DIRECTIONS: Return the records below character for character.

[Start of section]

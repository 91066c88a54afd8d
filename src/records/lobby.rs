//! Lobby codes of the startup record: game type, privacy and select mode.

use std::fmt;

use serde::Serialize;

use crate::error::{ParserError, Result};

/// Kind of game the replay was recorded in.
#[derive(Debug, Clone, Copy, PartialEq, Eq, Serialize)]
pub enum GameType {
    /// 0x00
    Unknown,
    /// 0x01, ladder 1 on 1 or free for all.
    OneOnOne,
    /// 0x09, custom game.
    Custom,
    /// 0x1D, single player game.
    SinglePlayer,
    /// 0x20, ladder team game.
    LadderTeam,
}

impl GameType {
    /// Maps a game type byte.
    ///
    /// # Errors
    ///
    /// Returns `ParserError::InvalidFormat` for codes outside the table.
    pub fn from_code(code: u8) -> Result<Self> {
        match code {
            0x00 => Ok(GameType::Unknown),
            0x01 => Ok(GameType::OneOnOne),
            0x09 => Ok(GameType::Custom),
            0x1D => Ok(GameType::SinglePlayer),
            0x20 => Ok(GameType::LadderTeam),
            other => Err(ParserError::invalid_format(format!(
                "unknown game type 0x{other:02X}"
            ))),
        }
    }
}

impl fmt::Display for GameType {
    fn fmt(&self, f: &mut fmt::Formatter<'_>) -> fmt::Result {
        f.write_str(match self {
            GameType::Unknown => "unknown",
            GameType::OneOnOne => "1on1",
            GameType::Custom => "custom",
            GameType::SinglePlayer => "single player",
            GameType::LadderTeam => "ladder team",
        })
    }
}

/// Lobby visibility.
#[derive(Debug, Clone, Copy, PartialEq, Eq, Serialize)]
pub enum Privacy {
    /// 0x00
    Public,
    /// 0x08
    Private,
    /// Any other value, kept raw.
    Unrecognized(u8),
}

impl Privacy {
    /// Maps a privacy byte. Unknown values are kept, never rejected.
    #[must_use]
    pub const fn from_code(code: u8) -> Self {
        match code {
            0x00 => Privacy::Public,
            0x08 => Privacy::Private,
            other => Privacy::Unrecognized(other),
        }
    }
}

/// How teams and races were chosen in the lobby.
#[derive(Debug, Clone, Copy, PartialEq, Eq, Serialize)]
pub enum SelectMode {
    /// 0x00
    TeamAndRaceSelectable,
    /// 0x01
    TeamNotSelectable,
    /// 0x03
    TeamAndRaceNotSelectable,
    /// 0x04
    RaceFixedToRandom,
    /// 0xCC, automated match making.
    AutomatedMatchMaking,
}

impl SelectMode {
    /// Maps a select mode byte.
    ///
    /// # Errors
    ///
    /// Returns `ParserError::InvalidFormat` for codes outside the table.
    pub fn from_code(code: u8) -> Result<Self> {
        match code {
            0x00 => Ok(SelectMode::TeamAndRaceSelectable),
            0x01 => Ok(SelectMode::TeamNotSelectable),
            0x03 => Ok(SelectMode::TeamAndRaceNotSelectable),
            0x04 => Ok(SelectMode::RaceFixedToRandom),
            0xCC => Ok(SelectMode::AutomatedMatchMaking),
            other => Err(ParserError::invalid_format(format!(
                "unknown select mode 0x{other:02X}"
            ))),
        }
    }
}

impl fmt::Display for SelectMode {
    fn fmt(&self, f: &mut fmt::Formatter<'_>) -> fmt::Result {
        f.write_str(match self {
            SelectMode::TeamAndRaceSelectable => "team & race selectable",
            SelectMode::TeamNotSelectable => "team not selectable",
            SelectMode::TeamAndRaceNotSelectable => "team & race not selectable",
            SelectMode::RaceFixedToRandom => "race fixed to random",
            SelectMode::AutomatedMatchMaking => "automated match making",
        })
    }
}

[End of section]

WRITTEN SOLUTION:
repository 91066c88a54afd8d
filename src/records/lobby.rs
//! Lobby codes of the startup record: game type, privacy and select mode.

use std::fmt;

use serde::Serialize;

use crate::error::{ParserError, Result};

/// Kind of game the replay was recorded in.
#[derive(Debug, Clone, Copy, PartialEq, Eq, Serialize)]
pub enum GameType {
    /// 0x00
    Unknown,
    /// 0x01, ladder 1 on 1 or free for all.
    OneOnOne,
    /// 0x09, custom game.
    Custom,
    /// 0x1D, single player game.
    SinglePlayer,
    /// 0x20, ladder team game.
    LadderTeam,
}

impl GameType {
    /// Maps a game type byte.
    ///
    /// # Errors
    ///
    /// Returns `ParserError::InvalidFormat` for codes outside the table.
    pub fn from_code(code: u8) -> Result<Self> {
        match code {
            0x00 => Ok(GameType::Unknown),
            0x01 => Ok(GameType::OneOnOne),
            0x09 => Ok(GameType::Custom),
            0x1D => Ok(GameType::SinglePlayer),
            0x20 => Ok(GameType::LadderTeam),
            other => Err(ParserError::invalid_format(format!(
                "unknown game type 0x{other:02X}"
            ))),
        }
    }
}

impl fmt::Display for GameType {
    fn fmt(&self, f: &mut fmt::Formatter<'_>) -> fmt::Result {
        f.write_str(match self {
            GameType::Unknown => "unknown",
            GameType::OneOnOne => "1on1",
            GameType::Custom => "custom",
            GameType::SinglePlayer => "single player",
            GameType::LadderTeam => "ladder team",
        })
    }
}

/// Lobby visibility.
#[derive(Debug, Clone, Copy, PartialEq, Eq, Serialize)]
pub enum Privacy {
    /// 0x00
    Public,
    /// 0x08
    Private,
    /// Any other value, kept raw.
    Unrecognized(u8),
}

impl Privacy {
    /// Maps a privacy byte. Unknown values are kept, never rejected.
    #[must_use]
    pub const fn from_code(code: u8) -> Self {
        match code {
            0x00 => Privacy::Public,
            0x08 => Privacy::Private,
            other => Privacy::Unrecognized(other),
        }
    }
}

/// How teams and races were chosen in the lobby.
#[derive(Debug, Clone, Copy, PartialEq, Eq, Serialize)]
pub enum SelectMode {
    /// 0x00
    TeamAndRaceSelectable,
    /// 0x01
    TeamNotSelectable,
    /// 0x03
    TeamAndRaceNotSelectable,
    /// 0x04
    RaceFixedToRandom,
    /// 0xCC, automated match making.
    AutomatedMatchMaking,
}

impl SelectMode {
    /// Maps a select mode byte.
    ///
    /// # Errors
    ///
    /// Returns `ParserError::InvalidFormat` for codes outside the table.
    pub fn from_code(code: u8) -> Result<Self> {
        match code {
            0x00 => Ok(SelectMode::TeamAndRaceSelectable),
            0x01 => Ok(SelectMode::TeamNotSelectable),
            0x03 => Ok(SelectMode::TeamAndRaceNotSelectable),
            0x04 => Ok(SelectMode::RaceFixedToRandom),
            0xCC => Ok(SelectMode::AutomatedMatchMaking),
            other => Err(ParserError::invalid_format(format!(
                "unknown select mode 0x{other:02X}"
            ))),
        }
    }
}

impl fmt::Display for SelectMode {
    fn fmt(&self, f: &mut fmt::Formatter<'_>) -> fmt::Result {
        f.write_str(match self {
            SelectMode::TeamAndRaceSelectable => "team & race selectable",
            SelectMode::TeamNotSelectable => "team not selectable",
            SelectMode::TeamAndRaceNotSelectable => "team & race not selectable",
            SelectMode::RaceFixedToRandom => "race fixed to random",
            SelectMode::AutomatedMatchMaking => "automated match making",
        })
    }
}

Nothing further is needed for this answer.